尚、この噂の怪物によって、彼等が明美に提示しなかった()()()()()()()を取る羽目になり、彼等の今後を左右する選択を迫られる未来が裏山であるのだが、それはまだ先の話。



「じゃあ、今日の話は以上だよ。皆、遅くまで残ってくれて有り難う。お開きにしようか」


「おつかれー」


「はぁ、やっと寝れる……」



ミナセが解散を掛けると、全員徐に立ち上がり、其々ばらばらと教室から立ち去っていく。皆、自室へと戻っていくのだろう。ミナセもそれに乗じ、自室へと戻ろうと、廊下に出て歩きだした。



「お主はそれでいいのか、ミナセ。何か、懸念があるのだろう?」



そんなミナセの背後から、スエシロの声が聞こえる。追いかけて来ていたらしい。くるりと振り返って、ミナセはにこりと笑う。



「別に、皆の判断に異存は無いよ。アイツ、関わるのやめた方がいいと思うからね。寧ろ、関わらないなら関わらないで一安心さ」


「……そうか。呼び止めてしまってすまぬな」


「ううん。お休み」



ミナセのその笑みに、スエシロは深くは踏み込まず、微笑みを一つ返して、踵を返して暗い廊下の中に溶け込んでいく。気配が遠退くのを見送って、ミナセは浮かべていた笑みを消し、自室として居を構えている理科室へと戻る道を進む。



「………そう。これでいいんだ。関わらないなら関わらないで、これで………」



誰に言うまでもない言葉が口から零れ落ちる。

そう、これでいいと本気でミナセは安堵していた。余りにも恐ろしい『鴉』が遠退くのなら、危険も少ない。下手に刺激すれば、どうなるか分からない。

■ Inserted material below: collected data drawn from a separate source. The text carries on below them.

//! Cascade data model.
//!
//! A cascade is a queued unit of multi-step work that needs one or more
//! external API calls. The governor never interprets the payload; it only
//! cares about which APIs the cascade declares.

use chrono::{DateTime, Utc};
use serde::{Deserialize, Serialize};
use std::fmt;
use std::sync::atomic::{AtomicU64, Ordering};

use crate::GovernorError;

/// Identifier assigned to a cascade on submission.
#[derive(Debug, Clone, PartialEq, Eq, Hash, PartialOrd, Ord, Serialize, Deserialize)]
#[serde(transparent)]
pub struct CascadeId(String);

impl CascadeId {
    pub fn new(id: impl Into<String>) -> Self {
        Self(id.into())
    }

    pub fn as_str(&self) -> &str {
        &self.0
    }
}

impl fmt::Display for CascadeId {
    fn fmt(&self, f: &mut fmt::Formatter<'_>) -> fmt::Result {
        f.write_str(&self.0)
    }
}

impl AsRef<str> for CascadeId {
    fn as_ref(&self) -> &str {
        &self.0
    }
}

/// Generates `cascade_<unix-millis>_<sequence>` ids.
///
/// The sequence suffix keeps ids distinct when several cascades are
/// submitted within the same millisecond.
#[derive(Debug, Default)]
pub struct CascadeIdGenerator {
    sequence: AtomicU64,
}

impl CascadeIdGenerator {
    pub fn new() -> Self {
        Self::default()
    }

    pub fn next_id(&self) -> CascadeId {
        let seq = self.sequence.fetch_add(1, Ordering::SeqCst);
        CascadeId(format!("cascade_{}_{}", Utc::now().timestamp_millis(), seq))
    }
}

/// Submission priority.
///
/// Accepted and carried with the cascade; ordering stays FIFO.
#[derive(Debug, Clone, Copy, PartialEq, Eq, Default, Serialize, Deserialize)]
#[serde(rename_all = "snake_case")]
pub enum Priority {
    Low,
    #[default]
    Normal,
    High,
}

/// What a caller submits.
#[derive(Debug, Clone, Serialize, Deserialize, PartialEq)]
pub struct CascadeSpec {
    /// Human-readable name
    pub name: String,

    /// APIs the cascade calls, in execution order
    #[serde(alias = "apis")]
    pub required_apis: Vec<String>,

    /// Opaque data handed to the step executor
    #[serde(default)]
    pub payload: serde_json::Value,

    #[serde(default)]
    pub priority: Priority,
}

impl CascadeSpec {
    pub fn new<I, S>(name: impl Into<String>, required_apis: I) -> Self
    where
        I: IntoIterator<Item = S>,
        S: Into<String>,
    {
        Self {
            name: name.into(),
            required_apis: required_apis.into_iter().map(Into::into).collect(),
            payload: serde_json::Value::Null,
            priority: Priority::Normal,
        }
    }

    pub fn with_payload(mut self, payload: serde_json::Value) -> Self {
        self.payload = payload;
        self
    }

    pub fn with_priority(mut self, priority: Priority) -> Self {
        self.priority = priority;
        self
    }

    /// Structural checks that do not need to know the configured APIs.
    pub fn validate_shape(&self) -> Result<(), GovernorError> {
        if self.name.trim().is_empty() {
            return Err(GovernorError::InvalidCascade(
                "name must not be empty".to_string(),
            ));
        }

        if self.required_apis.is_empty() {
            return Err(GovernorError::InvalidCascade(format!(
                "cascade '{}' declares no required APIs",
                self.name
            )));
        }

        if let Some(blank) = self.required_apis.iter().find(|api| api.trim().is_empty()) {
            return Err(GovernorError::InvalidCascade(format!(
                "cascade '{}' declares a blank API name '{}'",
                self.name, blank
            )));
        }

        Ok(())
    }
}

/// A cascade owned by the queue or the processor.
#[derive(Debug, Clone, Serialize, Deserialize)]
pub struct Cascade {
    pub id: CascadeId,
    pub spec: CascadeSpec,
    pub queued_at: DateTime<Utc>,

    /// Set each time the processor pulls the cascade off the queue
    pub last_dequeued_at: Option<DateTime<Utc>>,

    /// Times the cascade went back to the tail under backpressure
    pub requeues: u32,
}

impl Cascade {
    pub fn new(id: CascadeId, spec: CascadeSpec) -> Self {
        Self {
            id,
            spec,
            queued_at: Utc::now(),
            last_dequeued_at: None,
            requeues: 0,
        }
    }

    pub fn required_apis(&self) -> &[String] {
        &self.spec.required_apis
    }
}

/// Lifecycle position of a cascade.
///
/// QUEUED → ACTIVE → {COMPLETED, FAILED}; a paused cascade goes back to
/// QUEUED with its requeue count bumped.
#[derive(Debug, Clone, PartialEq, Eq, Serialize, Deserialize)]
#[serde(tag = "state", rename_all = "snake_case")]
pub enum CascadeStatus {
    Queued {
        requeues: u32,
        last_dequeued_at: Option<DateTime<Utc>>,
    },
    Active {
        started_at: DateTime<Utc>,
    },
    Completed {
        finished_at: DateTime<Utc>,
    },
    Failed {
        api: String,
        reason: String,
        finished_at: DateTime<Utc>,
    },
}

impl CascadeStatus {
    pub fn is_terminal(&self) -> bool {
        matches!(self, Self::Completed { .. } | Self::Failed { .. })
    }
}
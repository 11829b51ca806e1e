//! System-health predicate consulted before activating a cascade.

use serde::{Deserialize, Serialize};
use std::fmt;

/// Thresholds that pause intake.
#[derive(Debug, Clone, PartialEq, Serialize, Deserialize)]
#[serde(default)]
pub struct HealthPolicy {
    /// Cascades allowed to run at once
    pub max_active_cascades: usize,

    /// Failure rate above which intake pauses
    pub failure_rate_ceiling: f64,

    /// Result reports needed before the failure rate is trusted
    pub min_sample_for_failure_rate: u64,

    /// Open breakers tolerated before intake pauses
    pub max_open_breakers_before_pause: usize,
}

impl Default for HealthPolicy {
    fn default() -> Self {
        Self {
            max_active_cascades: 10,
            failure_rate_ceiling: 0.20,
            min_sample_for_failure_rate: 10,
            max_open_breakers_before_pause: 3,
        }
    }
}

/// Live signals read from the governor.
#[derive(Debug, Clone, Copy, Default, PartialEq)]
pub struct HealthSignals {
    pub active_cascades: usize,
    pub successes: u64,
    pub failures: u64,
    pub open_breakers: usize,
}

/// Which signal tripped.
#[derive(Debug, Clone, PartialEq)]
pub enum PauseReason {
    ActiveCeiling { active: usize, ceiling: usize },
    FailureRate { rate: f64, sample: u64 },
    OpenBreakers { open: usize, ceiling: usize },
}

impl fmt::Display for PauseReason {
    fn fmt(&self, f: &mut fmt::Formatter<'_>) -> fmt::Result {
        match self {
            Self::ActiveCeiling { active, ceiling } => {
                write!(f, "{} active cascades (ceiling {})", active, ceiling)
            }
            Self::FailureRate { rate, sample } => {
                write!(f, "failure rate {:.1}% over {} results", rate * 100.0, sample)
            }
            Self::OpenBreakers { open, ceiling } => {
                write!(f, "{} open circuit breakers (tolerated {})", open, ceiling)
            }
        }
    }
}

#[derive(Debug, Clone, PartialEq)]
pub enum HealthVerdict {
    Healthy,
    Pause(PauseReason),
}

impl HealthVerdict {
    pub fn is_healthy(&self) -> bool {
        matches!(self, Self::Healthy)
    }
}

impl HealthPolicy {
    /// Decide whether another cascade may be activated.
    ///
    /// Activation is refused once the active count has reached the
    /// ceiling, so the ceiling is never exceeded. Success and failure
    /// counts are lifetime totals: a failure-rate pause holds until reported
    /// successes bring the rate back under the ceiling.
    pub fn assess(&self, signals: &HealthSignals) -> HealthVerdict {
        if signals.active_cascades >= self.max_active_cascades {
            return HealthVerdict::Pause(PauseReason::ActiveCeiling {
                active: signals.active_cascades,
                ceiling: self.max_active_cascades,
            });
        }

        let sample = signals.successes + signals.failures;
        if sample >= self.min_sample_for_failure_rate && sample > 0 {
            let rate = signals.failures as f64 / sample as f64;
            if rate > self.failure_rate_ceiling {
                return HealthVerdict::Pause(PauseReason::FailureRate { rate, sample });
            }
        }

        if signals.open_breakers > self.max_open_breakers_before_pause {
            return HealthVerdict::Pause(PauseReason::OpenBreakers {
                open: signals.open_breakers,
                ceiling: self.max_open_breakers_before_pause,
            });
        }

        HealthVerdict::Healthy
    }
}
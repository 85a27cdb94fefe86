//! ntsc server
//!
//! Supervisor-managed interactive sessions (commands, notebooks, shells and
//! TensorBoard dashboards) behind a generic HTTP dispatch bridge.

mod cluster;
mod config;
mod dispatch;
mod error;
mod logging;
mod migration_runner;
mod paths;
mod persistence;
mod provisioner;
mod proxy;
mod routes;
mod state;
mod supervisor;
mod worker;

use std::net::SocketAddr;
use std::path::PathBuf;
use std::sync::Arc;

use anyhow::Context;
use clap::Parser;
use rusqlite::Connection;
use tracing::{error, info, warn};

use crate::config::FileConfig;
use crate::dispatch::Dispatcher;
use crate::paths::DataPaths;
use crate::persistence::{create_persistence_channel, PersistenceWriter};
use crate::provisioner::LocalProvisioner;
use crate::proxy::ProxyRegistrar;
use crate::state::AppState;

#[derive(Debug, Parser)]
#[command(name = "ntsc-server", version, about = "Run the ntsc session server")]
struct Cli {
    /// Address to listen on
    #[arg(long, env = "NTSC_BIND", default_value = "127.0.0.1:8080")]
    bind: SocketAddr,

    /// Data directory (default: $NTSC_DATA_DIR or ~/.ntsc)
    #[arg(long, value_name = "PATH")]
    data_dir: Option<PathBuf>,

    /// Identifier exported to every compute process
    #[arg(long, env = "NTSC_CLUSTER_ID", default_value = "default")]
    cluster_id: String,

    /// TOML file with cluster defaults
    #[arg(long, value_name = "PATH")]
    config: Option<PathBuf>,
}

#[tokio::main]
async fn main() -> anyhow::Result<()> {
    let cli = Cli::parse();

    let paths = DataPaths::resolve(cli.data_dir.as_deref())?;
    paths
        .ensure_dirs()
        .with_context(|| format!("creating data dir {}", paths.root().display()))?;
    let logging = logging::init_logging(&paths.log_dir())?;

    info!(
        component = "server",
        event = "server.starting",
        run_id = %logging.run_id,
        data_dir = %paths.root().display(),
        bind = %cli.bind,
        cluster_id = %cli.cluster_id,
    );

    let file_config = match &cli.config {
        Some(path) => FileConfig::load(path)?,
        None => FileConfig::default(),
    };
    let ctx = Arc::new(file_config.into_cluster_context(cli.cluster_id.clone()));

    let db_path = paths.db_path();
    let reaped = tokio::task::spawn_blocking({
        let db_path = db_path.clone();
        move || -> anyhow::Result<usize> {
            let mut conn = Connection::open(&db_path)
                .with_context(|| format!("opening {}", db_path.display()))?;
            migration_runner::run_migrations(&mut conn)?;
            persistence::reap_stale_sessions(&db_path)
        }
    })
    .await??;
    info!(
        component = "server",
        event = "server.database_ready",
        db_path = %db_path.display(),
        reaped = reaped,
    );

    let (persist_tx, persist_rx) = create_persistence_channel();
    let writer = tokio::spawn(PersistenceWriter::new(persist_rx, db_path).run());

    let proxy = ProxyRegistrar::spawn();
    let provisioner = Arc::new(LocalProvisioner::new(ctx.cluster_id.clone()));
    let dispatcher = Arc::new(Dispatcher::start(ctx.clone(), persist_tx, proxy, provisioner));

    let state = Arc::new(AppState::new(dispatcher.clone(), ctx.cluster_id.clone()));
    let app = routes::router(state);

    let listener = tokio::net::TcpListener::bind(cli.bind)
        .await
        .with_context(|| format!("binding {}", cli.bind))?;
    info!(component = "server", event = "server.listening", addr = %cli.bind);

    axum::serve(listener, app)
        .with_graceful_shutdown(shutdown_signal())
        .await
        .context("running server")?;

    info!(component = "server", event = "server.draining");
    dispatcher.shutdown().await;
    drop(dispatcher);

    // Every persistence sender lived in a supervisor or worker, so the
    // writer sees its channel close and flushes the tail
    if let Err(e) = writer.await {
        error!(component = "server", error = %e, "Persistence writer failed");
    }

    info!(component = "server", event = "server.stopped");
    drop(logging);
    Ok(())
}

async fn shutdown_signal() {
    let ctrl_c = async {
        if let Err(e) = tokio::signal::ctrl_c().await {
            warn!(component = "server", error = %e, "Failed to listen for Ctrl+C");
            std::future::pending::<()>().await;
        }
    };

    #[cfg(unix)]
    let terminate = async {
        match tokio::signal::unix::signal(tokio::signal::unix::SignalKind::terminate()) {
            Ok(mut signal) => {
                signal.recv().await;
            }
            Err(e) => {
                warn!(component = "server", error = %e, "Failed to listen for SIGTERM");
                std::future::pending::<()>().await;
            }
        }
    };

    #[cfg(not(unix))]
    let terminate = std::future::pending::<()>();

    tokio::select! {
        _ = ctrl_c => {},
        _ = terminate => {},
    }
    info!(component = "server", event = "server.shutdown_signal");
}
//! Reverse-proxy route registration.
//!
//! Workers only emit intents through a `ProxyClient`; the `ProxyRegistrar`
//! task owns the route table and is the single source of truth for which
//! prefix points at which worker. Intents are best effort: `try_send` never
//! waits, so a slow or absent registrar cannot stall a worker.

use std::collections::HashMap;

use thiserror::Error;
use tokio::sync::{mpsc, oneshot};
use tracing::{debug, info};

/// Where a registered prefix forwards to
#[derive(Debug, Clone, PartialEq, Eq)]
pub struct RouteTarget {
    pub session_id: String,
    /// Dispatch address of the owning worker, e.g. `/tensorboard/<id>`
    pub address: String,
    /// Endpoint reported by the compute process, if it exposed one
    pub upstream: Option<String>,
}

#[derive(Debug)]
pub enum ProxyCommand {
    Register {
        prefix: String,
        target: RouteTarget,
    },
    Deregister {
        prefix: String,
    },
    Lookup {
        prefix: String,
        reply: oneshot::Sender<Option<RouteTarget>>,
    },
    Routes {
        reply: oneshot::Sender<Vec<(String, RouteTarget)>>,
    },
}

#[derive(Debug, Clone, PartialEq, Eq, Error)]
pub enum ProxyError {
    #[error("proxy registrar is not running")]
    Closed,
    #[error("proxy registrar queue is full")]
    Full,
}

impl<T> From<mpsc::error::TrySendError<T>> for ProxyError {
    fn from(err: mpsc::error::TrySendError<T>) -> Self {
        match err {
            mpsc::error::TrySendError::Full(_) => ProxyError::Full,
            mpsc::error::TrySendError::Closed(_) => ProxyError::Closed,
        }
    }
}

/// Prefix a dashboard session is exposed under.
pub fn route_prefix_for(session_id: &str) -> String {
    format!("/proxy/{session_id}/")
}

/// Cheap-to-clone sender of registration intents.
#[derive(Clone)]
pub struct ProxyClient {
    tx: mpsc::Sender<ProxyCommand>,
}

impl ProxyClient {
    /// Client plus the raw intent stream, for wiring an external registrar.
    pub fn channel(capacity: usize) -> (Self, mpsc::Receiver<ProxyCommand>) {
        let (tx, rx) = mpsc::channel(capacity);
        (Self { tx }, rx)
    }

    pub fn register(&self, prefix: &str, target: RouteTarget) -> Result<(), ProxyError> {
        self.tx.try_send(ProxyCommand::Register {
            prefix: prefix.to_string(),
            target,
        })?;
        Ok(())
    }

    pub fn deregister(&self, prefix: &str) -> Result<(), ProxyError> {
        self.tx.try_send(ProxyCommand::Deregister {
            prefix: prefix.to_string(),
        })?;
        Ok(())
    }

    pub async fn lookup(&self, prefix: &str) -> Result<Option<RouteTarget>, ProxyError> {
        let (reply, rx) = oneshot::channel();
        self.tx
            .send(ProxyCommand::Lookup {
                prefix: prefix.to_string(),
                reply,
            })
            .await
            .map_err(|_| ProxyError::Closed)?;
        rx.await.map_err(|_| ProxyError::Closed)
    }

    pub async fn routes(&self) -> Result<Vec<(String, RouteTarget)>, ProxyError> {
        let (reply, rx) = oneshot::channel();
        self.tx
            .send(ProxyCommand::Routes { reply })
            .await
            .map_err(|_| ProxyError::Closed)?;
        rx.await.map_err(|_| ProxyError::Closed)
    }
}

/// In-process owner of the route table.
pub struct ProxyRegistrar {
    routes: HashMap<String, RouteTarget>,
    rx: mpsc::Receiver<ProxyCommand>,
}

impl ProxyRegistrar {
    /// Spawn the registrar task and return a client connected to it.
    pub fn spawn() -> ProxyClient {
        let (client, rx) = ProxyClient::channel(256);
        let registrar = ProxyRegistrar {
            routes: HashMap::new(),
            rx,
        };
        tokio::spawn(registrar.run());
        client
    }

    async fn run(mut self) {
        while let Some(cmd) = self.rx.recv().await {
            match cmd {
                ProxyCommand::Register { prefix, target } => {
                    info!(
                        component = "proxy",
                        event = "proxy.route_registered",
                        prefix = %prefix,
                        session_id = %target.session_id,
                        address = %target.address,
                    );
                    // Same prefix again replaces the stale entry
                    self.routes.insert(prefix, target);
                }
                ProxyCommand::Deregister { prefix } => {
                    if self.routes.remove(&prefix).is_some() {
                        info!(
                            component = "proxy",
                            event = "proxy.route_deregistered",
                            prefix = %prefix,
                        );
                    } else {
                        debug!(component = "proxy", prefix = %prefix, "Deregister for unknown prefix");
                    }
                }
                ProxyCommand::Lookup { prefix, reply } => {
                    let _ = reply.send(self.routes.get(&prefix).cloned());
                }
                ProxyCommand::Routes { reply } => {
                    let mut routes: Vec<_> = self
                        .routes
                        .iter()
                        .map(|(prefix, target)| (prefix.clone(), target.clone()))
                        .collect();
                    routes.sort_by(|a, b| a.0.cmp(&b.0));
                    let _ = reply.send(routes);
                }
            }
        }
    }
}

自分と同じ存在だからだろうか、あんな霊力の微小な残滓でも相手にしている者の危険さがよく分かるのだ。その危険さを知らない菫のあんまりに明け透けで身も蓋も無い言葉には思わず笑ってしまったが、あんなモノ、本来は距離を保って静観するのが、一番いい。



「………触らぬ神に、祟り無しだよ」



自分と同じ、祟り神なんて、関わらない方がいいのだから。